Distributed fibre optic sensing based on Rayleigh backscatter could offer such a solution as this technology possesses a gauge length of 5.22 mm, sensor spacing of 2.61 mm and a dynamic sensing range of 20 m (9). While this range limits its usefulness for large-scale railway monitoring, it is still a practical length for condition assessment of shorter, more critical rail sections and bridge members. Distributed sensors based on Rayleigh backscatter have been used in the past for various structural monitoring applications. Regier and Hoult used this fibre optic sensing system on the surface of four beams of a reinforced concrete bridge in Madoc, Canada (10). A series of electrical resistance strain gauges were also installed on the beams at locations directly adjacent to the fibres in order to assess the correlation of strain data between the two technologies under a moving truck load.

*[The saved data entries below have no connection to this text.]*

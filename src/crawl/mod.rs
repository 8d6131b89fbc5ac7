// src/crawl/mod.rs
// =============================================================================
// This module handles crawling a website.
//
// Features:
// - Concurrent crawling with a configurable number of parallel fetches
// - Same-host restriction (other hosts are counted, never crawled)
// - Soft page budget
// - Every page is fetched at most once, however many pages link to it
//
// Submodules:
// - config: validated per-run parameters
// - registry: thread-safe page -> link count map
// - engine: the task scheduler that ties it all together
// =============================================================================

mod config;
mod engine;
mod registry;

pub use config::CrawlConfig;
pub use engine::{CrawlOutcome, CrawlStats, Crawler};
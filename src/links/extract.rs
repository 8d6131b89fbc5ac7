// src/links/extract.rs
// =============================================================================
// This module extracts crawlable links from an HTML page.
//
// We use the `scraper` crate which:
// - Parses HTML into a DOM (Document Object Model)
// - Supports CSS selectors for finding elements
// - Is built on html5ever, so broken markup is handled the way a browser would
//   (unclosed tags never abort parsing)
//
// We also use the `url` crate to resolve relative links against the page URL.
//
// Link rules (for each <a href="...">, in document order):
//   ""  or missing               -> skipped
//   contains a backslash         -> skipped (malformed, e.g. ":\\evil")
//   "http://..." / "https://..." -> kept exactly as written
//   "/"                          -> the site root, e.g. "https://example.com"
//   anything else                -> joined with the page URL like a browser
//                                   ("/docs" replaces the path, "docs"
//                                   replaces the last path segment)
//
// Duplicate links are kept. Counting repeats is the registry's job.
// =============================================================================

use scraper::{Html, Selector};
use url::Url;

use crate::error::CrawlError;

// Extracts all outbound links from an HTML page
//
// Parameters:
//   html_body: the HTML content to parse
//   page_url: the URL of the page (for resolving relative links); must start
//             with http:// or https://
//
// Returns: Vec<String> of absolute URLs, possibly empty
//
// Example:
//   html_body = "<a href='/path/one'>x</a>"
//   page_url = "https://blog.boot.dev"
//   result = ["https://blog.boot.dev/path/one"]
pub fn extract_links(html_body: &str, page_url: &str) -> Result<Vec<String>, CrawlError> {
    // Refuse to resolve against mailto:, file:, etc.
    if !is_http_url(page_url) {
        return Err(CrawlError::InvalidBaseUrl(page_url.to_string()));
    }
    let base = Url::parse(page_url).map_err(|_| CrawlError::InvalidBaseUrl(page_url.to_string()))?;

    let selector = Selector::parse("a").map_err(|e| CrawlError::Parse(e.to_string()))?;
    let document = Html::parse_document(html_body);

    let mut links = Vec::new();
    for element in document.select(&selector) {
        let Some(href) = element.value().attr("href") else {
            continue;
        };

        match resolve_href(&base, href.trim()) {
            Some(link) => links.push(link),
            None => tracing::trace!(href, page = page_url, "skipping href"),
        }
    }

    Ok(links)
}

// Resolves one href against the page it was found on
//
// Returns: Some(absolute_url), or None if the href should be skipped
fn resolve_href(base: &Url, href: &str) -> Option<String> {
    if href.is_empty() || href.contains('\\') {
        return None;
    }

    if is_http_url(href) {
        return Some(href.to_string());
    }

    if href == "/" {
        return Some(base.origin().ascii_serialization());
    }

    // Url::join follows the same rules a browser uses for relative links
    let joined = base.join(href).ok()?;
    if is_http_url(joined.as_str()) {
        Some(joined.to_string())
    } else {
        // mailto:, javascript:, tel: ...
        None
    }
}

fn is_http_url(url: &str) -> bool {
    url.starts_with("http://") || url.starts_with("https://")
}
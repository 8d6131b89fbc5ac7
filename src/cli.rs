// src/cli.rs
// =============================================================================
// This file defines our command-line interface using the `clap` crate.
//
// Usage:
//   link-tally <BASE_URL> [MAX_CONCURRENCY] [MAX_PAGES] [--json]
//
// clap takes care of the error cases for us: a missing BASE_URL or a fourth
// positional argument prints a usage message and exits with a non-zero code.
// =============================================================================

use clap::Parser;

// This struct represents our entire CLI application
//
// #[derive(Parser)] tells clap to generate the parsing code from the fields
#[derive(Parser, Debug)]
#[command(
    name = "link-tally",
    version = "0.1.0",
    about = "Crawl a website and report which of its pages are linked the most",
    long_about = "link-tally starts at BASE_URL, follows every link that stays on the same host, \
                  and prints how many times each page was linked. Links to other hosts are \
                  counted but never followed."
)]
pub struct Cli {
    /// Website to crawl (e.g., https://example.com)
    pub base_url: String,

    /// How many pages may be fetched at the same time
    #[arg(default_value_t = 1)]
    pub max_concurrency: usize,

    /// Stop discovering new pages after roughly this many
    #[arg(default_value_t = 10)]
    pub max_pages: usize,

    /// Output the report in JSON format instead of a table
    #[arg(long)]
    pub json: bool,

    /// Per-request timeout in seconds
    #[arg(long, default_value_t = 10)]
    pub timeout_secs: u64,

    /// Log level used when RUST_LOG is not set (trace, debug, info, warn, error)
    #[arg(long, default_value = "info")]
    pub log_level: String,
}

#[cfg(test)]
mod tests {
    use super::*;

    #[test]
    fn test_defaults() {
        let cli = Cli::try_parse_from(["link-tally", "https://blog.boot.dev"]).unwrap();
        assert_eq!(cli.base_url, "https://blog.boot.dev");
        assert_eq!(cli.max_concurrency, 1);
        assert_eq!(cli.max_pages, 10);
        assert!(!cli.json);
        assert_eq!(cli.timeout_secs, 10);
        assert_eq!(cli.log_level, "info");
    }

    #[test]
    fn test_all_positionals() {
        let cli = Cli::try_parse_from(["link-tally", "https://blog.boot.dev", "4", "50", "--json"]).unwrap();
        assert_eq!(cli.max_concurrency, 4);
        assert_eq!(cli.max_pages, 50);
        assert!(cli.json);
    }

    #[test]
    fn test_missing_url_is_rejected() {
        assert!(Cli::try_parse_from(["link-tally"]).is_err());
    }

    #[test]
    fn test_too_many_arguments_are_rejected() {
        let result = Cli::try_parse_from(["link-tally", "https://blog.boot.dev", "1", "10", "extra"]);
        assert!(result.is_err());
    }

    #[test]
    fn test_non_numeric_limits_are_rejected() {
        assert!(Cli::try_parse_from(["link-tally", "https://blog.boot.dev", "many"]).is_err());
    }
}
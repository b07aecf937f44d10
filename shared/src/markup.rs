use crate::catalog::CatalogEntry;
use crate::resolver::expected_path;

pub const PROTECTED_IMAGE_CLASS: &str = "protected-image";
pub const YEAR_CARD_CLASS: &str = "year-card";
pub const VIEW_BUTTON_CLASS: &str = "btn-view";
pub const TOAST_CLASS: &str = "protection-toast";
pub const LOADED_CLASS: &str = "loaded";

pub const PROTECTION_STYLE_ID: &str = "folioProtectionStyle";

pub const PROTECTION_CSS: &str = r#"
.protected-image {
    pointer-events: none !important;
    user-select: none !important;
    -webkit-user-select: none !important;
    -moz-user-select: none !important;
    -ms-user-select: none !important;
    -webkit-user-drag: none !important;
}
.image-viewer-modal {
    user-select: none !important;
}
@media (max-width: 768px) {
    .image-container {
        touch-action: none !important;
    }
}
@media print {
    body * {
        display: none !important;
    }
    body:before {
        content: "Printing is not allowed for protected content.";
        display: block !important;
        font-size: 24px;
        color: red;
        text-align: center;
        margin-top: 100px;
    }
}
@keyframes slideInDown {
    from { transform: translate(-50%, -100%); opacity: 0; }
    to { transform: translate(-50%, 0); opacity: 1; }
}
@keyframes slideIn {
    from { transform: translateX(100%); opacity: 0; }
    to { transform: translateX(0); opacity: 1; }
}
"#;

pub const NOTICE_TOAST_STYLE: &str = "position:fixed;top:20px;right:20px;background:var(--accent);color:white;padding:12px 20px;border-radius:8px;box-shadow:var(--shadow-md);z-index:10000;display:flex;align-items:center;gap:10px;animation:slideIn 0.3s ease;font-size:14px;font-weight:500;";

pub const ERROR_TOAST_STYLE: &str = "position:fixed;top:20px;left:50%;transform:translateX(-50%);background:#f72585;color:white;padding:15px 25px;border-radius:8px;z-index:10000;box-shadow:0 4px 15px rgba(0,0,0,0.3);font-weight:500;display:flex;align-items:center;gap:10px;animation:slideInDown 0.3s ease;";

pub const ACCESS_WARNING: &str = "Warning: Images may not load. Check console for details.";

pub fn escape_html(text: &str) -> String {
    let mut out = String::with_capacity(text.len());
    for ch in text.chars() {
        match ch {
            '&' => out.push_str("&amp;"),
            '<' => out.push_str("&lt;"),
            '>' => out.push_str("&gt;"),
            '"' => out.push_str("&quot;"),
            '\'' => out.push_str("&#39;"),
            _ => out.push(ch),
        }
    }
    out
}

pub fn year_card_html(entry: &CatalogEntry) -> String {
    let year = escape_html(entry.year);
    format!(
        "<div class=\"year-card-header\"><h2>{year}</h2><p>Accountancy Project</p></div>\
<div class=\"year-card-content\"><div class=\"stats\">\
<div class=\"stat\"><i class=\"fas fa-file-alt\"></i><span class=\"stat-value\">{pages}</span><span class=\"stat-label\">Pages</span></div>\
<div class=\"stat\"><i class=\"fas fa-lock\"></i><span class=\"stat-value\">Protected</span><span class=\"stat-label\">View Only</span></div>\
</div><div class=\"year-note\"><i class=\"fas fa-info-circle\"></i> Click to view project</div></div>\
<div class=\"year-card-footer\"><button class=\"btn-view\" data-year=\"{year}\"><i class=\"fas fa-external-link-alt\"></i> Open Project</button></div>",
        pages = entry.page_count,
    )
}

pub fn toast_html(icon: &str, message: &str) -> String {
    format!(
        "<i class=\"fas {}\"></i><span>{}</span>",
        escape_html(icon),
        escape_html(message)
    )
}

pub fn not_found_html(year: &str, page: u32) -> String {
    format!(
        "Image not found for page {page}.<br>Expected: {}",
        escape_html(&expected_path(year, page))
    )
}

#[cfg(test)]
mod tests {
    use super::*;
    use crate::catalog::Catalog;

    #[test]
    fn escapes_markup_characters() {
        assert_eq!(
            escape_html(r#"<a href="x">&'"#),
            "&lt;a href=&quot;x&quot;&gt;&amp;&#39;"
        );
    }

    #[test]
    fn year_card_carries_year_and_page_count() {
        let entry = Catalog::builtin().get("2019").unwrap();
        let html = year_card_html(entry);
        assert!(html.contains("<h2>2019</h2>"));
        assert!(html.contains("<span class=\"stat-value\">10</span>"));
        assert!(html.contains("data-year=\"2019\""));
    }

    #[test]
    fn not_found_message_names_expected_file() {
        assert_eq!(
            not_found_html("2023", 2),
            "Image not found for page 2.<br>Expected: pdf/2023/page-2.jpg"
        );
    }
}
//! Decisions for the copy deterrents. These only advise the page; nothing
//! here restricts access to the underlying images.

#[derive(Clone, Copy, Debug, PartialEq, Eq)]
pub enum Notice {
    RightClick,
    Saving,
    Printing,
    DevTools,
}

impl Notice {
    pub fn message(self) -> &'static str {
        match self {
            Notice::RightClick => "Right-click is disabled",
            Notice::Saving => "Saving is disabled",
            Notice::Printing => "Printing is disabled",
            Notice::DevTools => "Developer tools are disabled",
        }
    }
}

#[derive(Clone, Copy, Debug, Default)]
pub struct KeyInput<'a> {
    pub key: &'a str,
    pub ctrl: bool,
    pub meta: bool,
    pub shift: bool,
}

impl<'a> KeyInput<'a> {
    pub fn plain(key: &'a str) -> Self {
        Self {
            key,
            ..Self::default()
        }
    }

    fn command(&self) -> bool {
        self.ctrl || self.meta
    }
}

/// Shortcut that gets cancelled, with the notice to show for it.
pub fn blocked_shortcut(input: &KeyInput<'_>) -> Option<Notice> {
    let key = input.key;
    if input.command() && key.eq_ignore_ascii_case("s") {
        return Some(Notice::Saving);
    }
    if key == "PrintScreen" || (input.command() && key.eq_ignore_ascii_case("p")) {
        return Some(Notice::Printing);
    }
    if key == "F12" || (input.ctrl && input.shift && key.eq_ignore_ascii_case("i")) {
        return Some(Notice::DevTools);
    }
    None
}

pub fn blocks_context_menu(viewer_open: bool, target_protected: bool) -> bool {
    viewer_open || target_protected
}

pub fn blocks_drag(target_protected: bool) -> bool {
    target_protected
}

pub fn blocks_selection(viewer_open: bool, target_protected: bool) -> bool {
    viewer_open || target_protected
}

pub fn blocks_touch(viewer_open: bool) -> bool {
    viewer_open
}

#[derive(Clone, Copy, Debug, PartialEq, Eq)]
pub enum ViewerKey {
    Previous,
    Next,
    Close,
}

pub fn viewer_key(key: &str) -> Option<ViewerKey> {
    match key {
        "ArrowLeft" => Some(ViewerKey::Previous),
        "ArrowRight" | " " => Some(ViewerKey::Next),
        "Escape" => Some(ViewerKey::Close),
        _ => None,
    }
}

#[cfg(test)]
mod tests {
    use super::*;

    fn ctrl(key: &str) -> KeyInput<'_> {
        KeyInput {
            key,
            ctrl: true,
            ..KeyInput::default()
        }
    }

    #[test]
    fn save_and_print_shortcuts_are_blocked() {
        assert_eq!(blocked_shortcut(&ctrl("s")), Some(Notice::Saving));
        let cmd_p = KeyInput {
            key: "p",
            meta: true,
            ..KeyInput::default()
        };
        assert_eq!(blocked_shortcut(&cmd_p), Some(Notice::Printing));
        assert_eq!(
            blocked_shortcut(&KeyInput::plain("PrintScreen")),
            Some(Notice::Printing)
        );
    }

    #[test]
    fn devtools_shortcuts_are_blocked() {
        assert_eq!(blocked_shortcut(&KeyInput::plain("F12")), Some(Notice::DevTools));
        let inspect = KeyInput {
            key: "I",
            ctrl: true,
            shift: true,
            ..KeyInput::default()
        };
        assert_eq!(blocked_shortcut(&inspect), Some(Notice::DevTools));
    }

    #[test]
    fn ordinary_keys_pass_through() {
        assert_eq!(blocked_shortcut(&KeyInput::plain("s")), None);
        assert_eq!(blocked_shortcut(&ctrl("c")), None);
        assert_eq!(blocked_shortcut(&ctrl("I")), None);
        assert_eq!(blocked_shortcut(&KeyInput::plain("ArrowLeft")), None);
    }

    #[test]
    fn pointer_gestures_depend_on_viewer_and_target() {
        assert!(blocks_context_menu(true, false));
        assert!(blocks_context_menu(false, true));
        assert!(!blocks_context_menu(false, false));
        assert!(!blocks_drag(false));
        assert!(blocks_selection(true, false));
        assert!(!blocks_touch(false));
    }

    #[test]
    fn viewer_keys_map_to_actions() {
        assert_eq!(viewer_key("ArrowLeft"), Some(ViewerKey::Previous));
        assert_eq!(viewer_key(" "), Some(ViewerKey::Next));
        assert_eq!(viewer_key("Escape"), Some(ViewerKey::Close));
        assert_eq!(viewer_key("Enter"), None);
    }
}
#[derive(Clone, Copy, Debug, PartialEq, Eq)]
pub struct CatalogEntry {
    pub year: &'static str,
    pub page_count: u32,
    pub title: &'static str,
}

/// Built-in projects, in display order.
pub const PROJECT_CATALOG: &[CatalogEntry] = &[
    CatalogEntry {
        year: "2018",
        page_count: 10,
        title: "Accountancy Project 2018",
    },
    CatalogEntry {
        year: "2019",
        page_count: 10,
        title: "Accountancy Project 2019",
    },
    CatalogEntry {
        year: "2022",
        page_count: 8,
        title: "Accountancy Project 2022",
    },
    CatalogEntry {
        year: "2023",
        page_count: 8,
        title: "Accountancy Project 2023",
    },
    CatalogEntry {
        year: "2024",
        page_count: 8,
        title: "Accountancy Project 2024",
    },
    CatalogEntry {
        year: "2025",
        page_count: 6,
        title: "Accountancy Project 2025",
    },
];

#[derive(Clone, Copy, Debug)]
pub struct Catalog {
    entries: &'static [CatalogEntry],
}

impl Default for Catalog {
    fn default() -> Self {
        Self::builtin()
    }
}

impl Catalog {
    pub const fn builtin() -> Self {
        Self {
            entries: PROJECT_CATALOG,
        }
    }

    pub const fn new(entries: &'static [CatalogEntry]) -> Self {
        Self { entries }
    }

    pub fn entries(&self) -> &'static [CatalogEntry] {
        self.entries
    }

    pub fn get(&self, year: &str) -> Option<&'static CatalogEntry> {
        let trimmed = year.trim();
        self.entries.iter().find(|entry| entry.year == trimmed)
    }

    pub fn first(&self) -> Option<&'static CatalogEntry> {
        self.entries.first()
    }
}

#[cfg(test)]
mod tests {
    use super::*;

    #[test]
    fn builtin_years_are_in_display_order() {
        let years: Vec<_> = Catalog::builtin()
            .entries()
            .iter()
            .map(|entry| entry.year)
            .collect();
        assert_eq!(years, ["2018", "2019", "2022", "2023", "2024", "2025"]);
    }

    #[test]
    fn lookup_ignores_surrounding_whitespace() {
        let entry = Catalog::builtin().get(" 2025 ").expect("2025 present");
        assert_eq!(entry.page_count, 6);
        assert_eq!(entry.title, "Accountancy Project 2025");
    }

    #[test]
    fn missing_years_are_absent() {
        let catalog = Catalog::builtin();
        assert!(catalog.get("2020").is_none());
        assert!(catalog.get("").is_none());
    }
}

Results showed good agreement between the two types of sensors proving the usefulness of this fibre optic system in providing accurate and meaningful results in bridge monitoring. In the context of rail applications, Wheeler et al. demonstrated the effectiveness of this fibre optic system in measuring high resolution, dynamic rail strain through a series of lab and field tests in Kingston, Canada (11). However, it was concluded that vibration-induced noise in the strain data due to high locomotive speeds limited the overall applicability of this system.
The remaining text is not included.